*** Begin section ***
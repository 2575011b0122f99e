//! Fixed-key dicts

use std::sync::Arc;

use indexmap::IndexMap;
use jsonclass_value::keys::{camelize, underscore};
use jsonclass_value::{Dict, Value};

use super::collection::camelizes;
use crate::ctx::Ctx;
use crate::error::{Result, ValidationError};
use crate::fdef::{Fdef, FieldType, Strictness};
use crate::graph::Graph;
use crate::modifier::Modifier;
use crate::types::Types;

/// Dict with one pipeline per declared key
#[derive(Debug, Clone)]
pub(crate) struct Shape {
    keys: Arc<IndexMap<String, Types>>,
}

impl Shape {
    pub(crate) fn new(keys: IndexMap<String, Types>) -> Self {
        Self {
            keys: Arc::new(keys),
        }
    }

    /// Input value for a declared key, looked up raw then camelized
    fn lookup(input: &Dict, key: &str, camel: bool) -> Value {
        input
            .get(key)
            .or_else(|| camel.then(|| input.get(&camelize(key))).flatten())
            .cloned()
            .unwrap_or_default()
    }
}

impl Modifier for Shape {
    fn define(&self, fdef: &mut Fdef) {
        fdef.field_type = FieldType::Shape;
        fdef.shape_types = Some(Arc::clone(&self.keys));
    }

    fn transform(&self, ctx: &Ctx, graph: &mut Graph) -> Result<Value> {
        let Value::Dict(input) = &ctx.value else {
            return Ok(ctx.value.clone());
        };
        let camel = camelizes(ctx, graph);
        if ctx.fdef.strictness == Strictness::Strict {
            for key in input.keys() {
                let key = if camel { underscore(key) } else { key.clone() };
                if !self.keys.contains_key(&key) {
                    return Err(ctx.fail(format!(
                        "Unallowed key '{key}' at '{}'.",
                        ctx.keypath_root
                    )));
                }
            }
        }
        let mut out = Dict::with_capacity(self.keys.len());
        for (key, types) in self.keys.iter() {
            let raw = Self::lookup(input, key, camel);
            let value = types.run_transform(&ctx.descend(raw, key)?, graph)?;
            out.insert(key.clone(), value);
        }
        Ok(Value::Dict(out))
    }

    fn validate(&self, ctx: &Ctx, graph: &Graph) -> Result<()> {
        let Value::Dict(input) = &ctx.value else {
            return Err(ctx.fail(format!("Value at '{}' should be dict.", ctx.keypath_root)));
        };
        let collect = ctx.collect_items();
        let mut errors = ValidationError::new(ctx.root);
        for (key, types) in self.keys.iter() {
            let value = input.get(key).cloned().unwrap_or_default();
            let step = ctx
                .descend(value, key)
                .and_then(|key_ctx| types.run_validate(&key_ctx, graph));
            errors.absorb(step, collect)?;
        }
        errors.into_result()
    }

    fn tojson(&self, ctx: &Ctx, graph: &Graph) -> Result<Value> {
        let Value::Dict(input) = &ctx.value else {
            return Ok(ctx.value.clone());
        };
        let camel = camelizes(ctx, graph);
        let mut out = Dict::with_capacity(self.keys.len());
        for (key, types) in self.keys.iter() {
            let value = input.get(key).cloned().unwrap_or_default();
            let json_key = if camel { camelize(key) } else { key.clone() };
            out.insert(json_key, types.run_tojson(&ctx.with_value(value), graph)?);
        }
        Ok(Value::Dict(out))
    }

    fn serialize(&self, ctx: &Ctx, graph: &mut Graph) -> Result<Value> {
        let Value::Dict(input) = &ctx.value else {
            self.validate(ctx, graph)?;
            return Ok(ctx.value.clone());
        };
        let collect = ctx.collect_items();
        let mut errors = ValidationError::new(ctx.root);
        let mut out = input.clone();
        for (key, types) in self.keys.iter() {
            let value = input.get(key).cloned().unwrap_or_default();
            let step = ctx
                .descend(value, key)
                .and_then(|key_ctx| types.run_serialize(&key_ctx, graph));
            match errors.absorb(step, collect)? {
                Some(value) if !value.is_null() || out.contains_key(key) => {
                    out.insert(key.clone(), value);
                }
                _ => {}
            }
        }
        errors.into_result()?;
        Ok(Value::Dict(out))
    }
}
*** End section ***
> TASK BRIEF: Quote the records from their first line to the line with "let raw = Self::lookup(input, key, camel);", inclusive, without adding or dropping anything.

> SOLUTION TO THIS PROBLEM:
repository 2575011b0122f99e
//! Fixed-key dicts

use std::sync::Arc;

use indexmap::IndexMap;
use jsonclass_value::keys::{camelize, underscore};
use jsonclass_value::{Dict, Value};

use super::collection::camelizes;
use crate::ctx::Ctx;
use crate::error::{Result, ValidationError};
use crate::fdef::{Fdef, FieldType, Strictness};
use crate::graph::Graph;
use crate::modifier::Modifier;
use crate::types::Types;

/// Dict with one pipeline per declared key
#[derive(Debug, Clone)]
pub(crate) struct Shape {
    keys: Arc<IndexMap<String, Types>>,
}

impl Shape {
    pub(crate) fn new(keys: IndexMap<String, Types>) -> Self {
        Self {
            keys: Arc::new(keys),
        }
    }

    /// Input value for a declared key, looked up raw then camelized
    fn lookup(input: &Dict, key: &str, camel: bool) -> Value {
        input
            .get(key)
            .or_else(|| camel.then(|| input.get(&camelize(key))).flatten())
            .cloned()
            .unwrap_or_default()
    }
}

impl Modifier for Shape {
    fn define(&self, fdef: &mut Fdef) {
        fdef.field_type = FieldType::Shape;
        fdef.shape_types = Some(Arc::clone(&self.keys));
    }

    fn transform(&self, ctx: &Ctx, graph: &mut Graph) -> Result<Value> {
        let Value::Dict(input) = &ctx.value else {
            return Ok(ctx.value.clone());
        };
        let camel = camelizes(ctx, graph);
        if ctx.fdef.strictness == Strictness::Strict {
            for key in input.keys() {
                let key = if camel { underscore(key) } else { key.clone() };
                if !self.keys.contains_key(&key) {
                    return Err(ctx.fail(format!(
                        "Unallowed key '{key}' at '{}'.",
                        ctx.keypath_root
                    )));
                }
            }
        }
        let mut out = Dict::with_capacity(self.keys.len());
        for (key, types) in self.keys.iter() {
            let raw = Self::lookup(input, key, camel);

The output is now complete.